## Dataset entries
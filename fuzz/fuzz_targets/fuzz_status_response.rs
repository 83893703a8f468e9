//! Fuzz target: `StatusResponse::parse`
//!
//! Interprets the input as little-endian response words.  Parsing must
//! never panic, and an accepted five-word response must re-encode to the
//! same words.
//!
//! cargo fuzz run fuzz_status_response

#![no_main]

use libfuzzer_sys::fuzz_target;
use thermalctl::ilc::{RESPONSE_WORDS, StatusResponse};

fuzz_target!(|data: &[u8]| {
    let words: Vec<u16> = data
        .chunks_exact(2)
        .map(|b| u16::from_le_bytes([b[0], b[1]]))
        .collect();

    match StatusResponse::parse(&words) {
        Ok(response) => {
            assert_eq!(words.len(), RESPONSE_WORDS);
            assert_eq!(response.to_words().as_slice(), words.as_slice());
        }
        Err(_) => {
            assert!(words.len() != RESPONSE_WORDS || words[0] > u16::from(u8::MAX));
        }
    }
});
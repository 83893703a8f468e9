//! Outer-loop clock: the periodic Update producer.
//!
//! Wall-clock paced, not completion paced.  Every tick it reads the summary
//! state and, if active, enqueues one Update; while inactive it skips
//! silently.  If execution falls behind, Updates accumulate in the queue.
//!
//! [`PeriodicTicker`] itself never bursts: when the clock thread wakes more
//! than one period late, the missed ticks are skipped and the schedule
//! restarts from now.  Only ticks that actually fire enqueue work.

use std::sync::Arc;
use std::time::{Duration, Instant};

use log::{debug, info};

use super::StopToken;
use crate::app::commands::AdmittedCommand;
use crate::fsm::SummaryStateReader;
use crate::queue::CommandQueue;

/// Source of clock ticks.
pub trait TickSource: Send {
    /// Block until the next tick.  Returns `false` if `stop` was raised.
    fn wait_tick(&mut self, stop: &StopToken) -> bool;
}

/// Deadline-based software timer.  Does not drift with wake-up latency.
#[derive(Debug)]
pub struct PeriodicTicker {
    period: Duration,
    next: Instant,
}

impl PeriodicTicker {
    pub fn new(period: Duration) -> Self {
        Self {
            period,
            next: Instant::now() + period,
        }
    }
}

impl TickSource for PeriodicTicker {
    fn wait_tick(&mut self, stop: &StopToken) -> bool {
        if stop.wait_until(self.next) {
            return false;
        }
        self.next += self.period;
        let now = Instant::now();
        if self.next + self.period < now {
            // More than a period behind: drop the missed ticks.
            self.next = now + self.period;
        }
        true
    }
}

pub struct OuterLoop {
    queue: Arc<CommandQueue>,
    state: SummaryStateReader,
    ticks: u64,
    emitted: u64,
}

impl OuterLoop {
    pub fn new(queue: Arc<CommandQueue>, state: SummaryStateReader) -> Self {
        Self {
            queue,
            state,
            ticks: 0,
            emitted: 0,
        }
    }

    /// One clock tick.  Returns whether an Update was enqueued.
    pub fn on_tick(&mut self) -> bool {
        self.ticks += 1;
        if !self.state.is_active() {
            return false;
        }
        self.queue.enqueue(AdmittedCommand::update());
        self.emitted += 1;
        true
    }

    pub fn ticks(&self) -> u64 {
        self.ticks
    }

    pub fn emitted(&self) -> u64 {
        self.emitted
    }

    /// Run until `stop` is raised.
    pub fn run(mut self, mut ticker: impl TickSource, stop: &StopToken) {
        info!("OuterLoop: running");
        self.queue.enqueue(AdmittedCommand::update());
        while ticker.wait_tick(stop) {
            self.on_tick();
        }
        debug!(
            "OuterLoop: stopped after {} ticks, {} updates",
            self.ticks, self.emitted
        );
    }
}
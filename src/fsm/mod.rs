//! Summary-state machine: the node's life-cycle state.
//!
//! Table-driven, like a classic embedded FSM:
//!
//! ```text
//! ┌──────────────────────────────────────────────────────────┐
//! │  STATE_TABLE                                             │
//! │  ┌──────────┬──────────┬───────────────────────────────┐ │
//! │  │ state    │ ILC mode │ accepts                       │ │
//! │  ├──────────┼──────────┼───────────────────────────────┤ │
//! │  │ Standby  │ Standby  │ start, exitControl            │ │
//! │  │ Disabled │ Disabled │ enable, standby               │ │
//! │  │ Enabled  │ Enabled  │ disable                       │ │
//! │  │ Fault    │ Disabled │ standby                       │ │
//! │  └──────────┴──────────┴───────────────────────────────┘ │
//! └──────────────────────────────────────────────────────────┘
//! ```
//!
//! The state lives in a single atomic.  [`SummaryStateCell`] is the one
//! writer and is owned by the controller's service; producers hold
//! [`SummaryStateReader`] clones and can poll [`SummaryStateReader::is_active`]
//! every tick without locking or going through the queue.

pub mod states;

use core::fmt;
use core::sync::atomic::{AtomicU8, Ordering};
use std::sync::Arc;

use log::info;

// ---------------------------------------------------------------------------
// State identity
// ---------------------------------------------------------------------------

/// Enumeration of all life-cycle states.
/// Must stay in sync with [`states::STATE_TABLE`].
#[derive(Debug, Clone, Copy, PartialEq, Eq, Hash)]
#[repr(u8)]
pub enum SummaryState {
    Standby = 0,
    Disabled = 1,
    Enabled = 2,
    Fault = 3,
}

impl SummaryState {
    /// Total number of states, used to size the table array.
    pub const COUNT: usize = 4;

    pub const ALL: [SummaryState; Self::COUNT] =
        [Self::Standby, Self::Disabled, Self::Enabled, Self::Fault];

    /// Convert a stored index back to a state.  Out-of-range values map to
    /// `Fault`, which stops periodic work.
    pub fn from_index(idx: usize) -> Self {
        match idx {
            0 => Self::Standby,
            1 => Self::Disabled,
            2 => Self::Enabled,
            3 => Self::Fault,
            _ => {
                debug_assert!(false, "invalid summary state index: {idx}");
                Self::Fault
            }
        }
    }

    /// Periodic Update commands are produced only while active.
    pub fn is_active(self) -> bool {
        self == Self::Enabled
    }

    pub fn name(self) -> &'static str {
        states::descriptor(self).name
    }
}

impl fmt::Display for SummaryState {
    fn fmt(&self, f: &mut fmt::Formatter<'_>) -> fmt::Result {
        f.write_str(self.name())
    }
}

// ---------------------------------------------------------------------------
// Shared storage
// ---------------------------------------------------------------------------

/// The single writable handle to the summary state.
///
/// Deliberately not `Clone`: whoever owns the cell is the only writer.
#[derive(Debug)]
pub struct SummaryStateCell {
    value: Arc<AtomicU8>,
}

impl SummaryStateCell {
    pub fn new(initial: SummaryState) -> Self {
        Self {
            value: Arc::new(AtomicU8::new(initial as u8)),
        }
    }

    pub fn get(&self) -> SummaryState {
        SummaryState::from_index(self.value.load(Ordering::Acquire) as usize)
    }

    /// Store a new state, returning the previous one.
    pub fn set(&mut self, next: SummaryState) -> SummaryState {
        let prev = SummaryState::from_index(self.value.swap(next as u8, Ordering::AcqRel) as usize);
        if prev != next {
            info!("SummaryState: {} -> {}", prev, next);
        }
        prev
    }

    /// A read-only handle for producer threads.
    pub fn reader(&self) -> SummaryStateReader {
        SummaryStateReader {
            value: Arc::clone(&self.value),
        }
    }
}

/// Lock-free, read-only view of the summary state.
#[derive(Debug, Clone)]
pub struct SummaryStateReader {
    value: Arc<AtomicU8>,
}

impl SummaryStateReader {
    pub fn get(&self) -> SummaryState {
        SummaryState::from_index(self.value.load(Ordering::Acquire) as usize)
    }

    pub fn is_active(&self) -> bool {
        self.get().is_active()
    }
}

## Task details
From the first line to the last, transcribe the records exactly.

## Answer to the exercise
filename fuzz/fuzz_targets/fuzz_status_response.rs
repository 83893703a8f468e9
//! Fuzz target: `StatusResponse::parse`
//!
//! Interprets the input as little-endian response words.  Parsing must
//! never panic, and an accepted five-word response must re-encode to the
//! same words.
//!
//! cargo fuzz run fuzz_status_response

#![no_main]

use libfuzzer_sys::fuzz_target;
use thermalctl::ilc::{RESPONSE_WORDS, StatusResponse};

fuzz_target!(|data: &[u8]| {
    let words: Vec<u16> = data
        .chunks_exact(2)
        .map(|b| u16::from_le_bytes([b[0], b[1]]))
        .collect();

    match StatusResponse::parse(&words) {
        Ok(response) => {
            assert_eq!(words.len(), RESPONSE_WORDS);
            assert_eq!(response.to_words().as_slice(), words.as_slice());
        }
        Err(_) => {
            assert!(words.len() != RESPONSE_WORDS || words[0] > u16::from(u8::MAX));
        }
    }
});
repository 83893703a8f468e9
//! Outer-loop clock: the periodic Update producer.
//!
//! Wall-clock paced, not completion paced.  Every tick it reads the summary
//! state and, if active, enqueues one Update; while inactive it skips
//! silently.  If execution falls behind, Updates accumulate in the queue.
//!
//! [`PeriodicTicker`] itself never bursts: when the clock thread wakes more
//! than one period late, the missed ticks are skipped and the schedule
//! restarts from now.  Only ticks that actually fire enqueue work.

use std::sync::Arc;
use std::time::{Duration, Instant};

use log::{debug, info};

use super::StopToken;
use crate::app::commands::AdmittedCommand;
use crate::fsm::SummaryStateReader;
use crate::queue::CommandQueue;

/// Source of clock ticks.
pub trait TickSource: Send {
    /// Block until the next tick.  Returns `false` if `stop` was raised.
    fn wait_tick(&mut self, stop: &StopToken) -> bool;
}

/// Deadline-based software timer.  Does not drift with wake-up latency.
#[derive(Debug)]
pub struct PeriodicTicker {
    period: Duration,
    next: Instant,
}

impl PeriodicTicker {
    pub fn new(period: Duration) -> Self {
        Self {
            period,
            next: Instant::now() + period,
        }
    }
}

impl TickSource for PeriodicTicker {
    fn wait_tick(&mut self, stop: &StopToken) -> bool {
        if stop.wait_until(self.next) {
            return false;
        }
        self.next += self.period;
        let now = Instant::now();
        if self.next + self.period < now {
            // More than a period behind: drop the missed ticks.
            self.next = now + self.period;
        }
        true
    }
}

pub struct OuterLoop {
    queue: Arc<CommandQueue>,
    state: SummaryStateReader,
    ticks: u64,
    emitted: u64,
}

impl OuterLoop {
    pub fn new(queue: Arc<CommandQueue>, state: SummaryStateReader) -> Self {
        Self {
            queue,
            state,
            ticks: 0,
            emitted: 0,
        }
    }

    /// One clock tick.  Returns whether an Update was enqueued.
    pub fn on_tick(&mut self) -> bool {
        self.ticks += 1;
        if !self.state.is_active() {
            return false;
        }
        self.queue.enqueue(AdmittedCommand::update());
        self.emitted += 1;
        true
    }

    pub fn ticks(&self) -> u64 {
        self.ticks
    }

    pub fn emitted(&self) -> u64 {
        self.emitted
    }

    /// Run until `stop` is raised.
    pub fn run(mut self, mut ticker: impl TickSource, stop: &StopToken) {
        info!("OuterLoop: running");
        self.queue.enqueue(AdmittedCommand::update());
        while ticker.wait_tick(stop) {
            self.on_tick();
        }
        debug!(
            "OuterLoop: stopped after {} ticks, {} updates",
            self.ticks, self.emitted
        );
    }
}
filename src/fsm/mod.rs
//! Summary-state machine: the node's life-cycle state.
//!
//! Table-driven, like a classic embedded FSM:
//!
//! ```text
//! ┌──────────────────────────────────────────────────────────┐
//! │  STATE_TABLE                                             │
//! │  ┌──────────┬──────────┬───────────────────────────────┐ │
//! │  │ state    │ ILC mode │ accepts                       │ │
//! │  ├──────────┼──────────┼───────────────────────────────┤ │
//! │  │ Standby  │ Standby  │ start, exitControl            │ │
//! │  │ Disabled │ Disabled │ enable, standby               │ │
//! │  │ Enabled  │ Enabled  │ disable                       │ │
//! │  │ Fault    │ Disabled │ standby                       │ │
//! │  └──────────┴──────────┴───────────────────────────────┘ │
//! └──────────────────────────────────────────────────────────┘
//! ```
//!
//! The state lives in a single atomic.  [`SummaryStateCell`] is the one
//! writer and is owned by the controller's service; producers hold
//! [`SummaryStateReader`] clones and can poll [`SummaryStateReader::is_active`]
//! every tick without locking or going through the queue.

pub mod states;

use core::fmt;
use core::sync::atomic::{AtomicU8, Ordering};
use std::sync::Arc;

use log::info;

// ---------------------------------------------------------------------------
// State identity
// ---------------------------------------------------------------------------

/// Enumeration of all life-cycle states.
/// Must stay in sync with [`states::STATE_TABLE`].
#[derive(Debug, Clone, Copy, PartialEq, Eq, Hash)]
#[repr(u8)]
pub enum SummaryState {
    Standby = 0,
    Disabled = 1,
    Enabled = 2,
    Fault = 3,
}

impl SummaryState {
    /// Total number of states, used to size the table array.
    pub const COUNT: usize = 4;

    pub const ALL: [SummaryState; Self::COUNT] =
        [Self::Standby, Self::Disabled, Self::Enabled, Self::Fault];

    /// Convert a stored index back to a state.  Out-of-range values map to
    /// `Fault`, which stops periodic work.
    pub fn from_index(idx: usize) -> Self {
        match idx {
            0 => Self::Standby,
            1 => Self::Disabled,
            2 => Self::Enabled,
            3 => Self::Fault,
            _ => {
                debug_assert!(false, "invalid summary state index: {idx}");
                Self::Fault
            }
        }
    }

    /// Periodic Update commands are produced only while active.
    pub fn is_active(self) -> bool {
        self == Self::Enabled
    }

    pub fn name(self) -> &'static str {
        states::descriptor(self).name
    }
}

impl fmt::Display for SummaryState {
    fn fmt(&self, f: &mut fmt::Formatter<'_>) -> fmt::Result {
        f.write_str(self.name())
    }
}

// ---------------------------------------------------------------------------
// Shared storage
// ---------------------------------------------------------------------------

/// The single writable handle to the summary state.
///
/// Deliberately not `Clone`: whoever owns the cell is the only writer.
#[derive(Debug)]
pub struct SummaryStateCell {
    value: Arc<AtomicU8>,
}

impl SummaryStateCell {
    pub fn new(initial: SummaryState) -> Self {
        Self {
            value: Arc::new(AtomicU8::new(initial as u8)),
        }
    }

    pub fn get(&self) -> SummaryState {
        SummaryState::from_index(self.value.load(Ordering::Acquire) as usize)
    }

    /// Store a new state, returning the previous one.
    pub fn set(&mut self, next: SummaryState) -> SummaryState {
        let prev = SummaryState::from_index(self.value.swap(next as u8, Ordering::AcqRel) as usize);
        if prev != next {
            info!("SummaryState: {} -> {}", prev, next);
        }
        prev
    }

    /// A read-only handle for producer threads.
    pub fn reader(&self) -> SummaryStateReader {
        SummaryStateReader {
            value: Arc::clone(&self.value),
        }
    }
}

/// Lock-free, read-only view of the summary state.
#[derive(Debug, Clone)]
pub struct SummaryStateReader {
    value: Arc<AtomicU8>,
}

impl SummaryStateReader {
    pub fn get(&self) -> SummaryState {
        SummaryState::from_index(self.value.load(Ordering::Acquire) as usize)
    }

    pub fn is_active(&self) -> bool {
        self.get().is_active()
    }
}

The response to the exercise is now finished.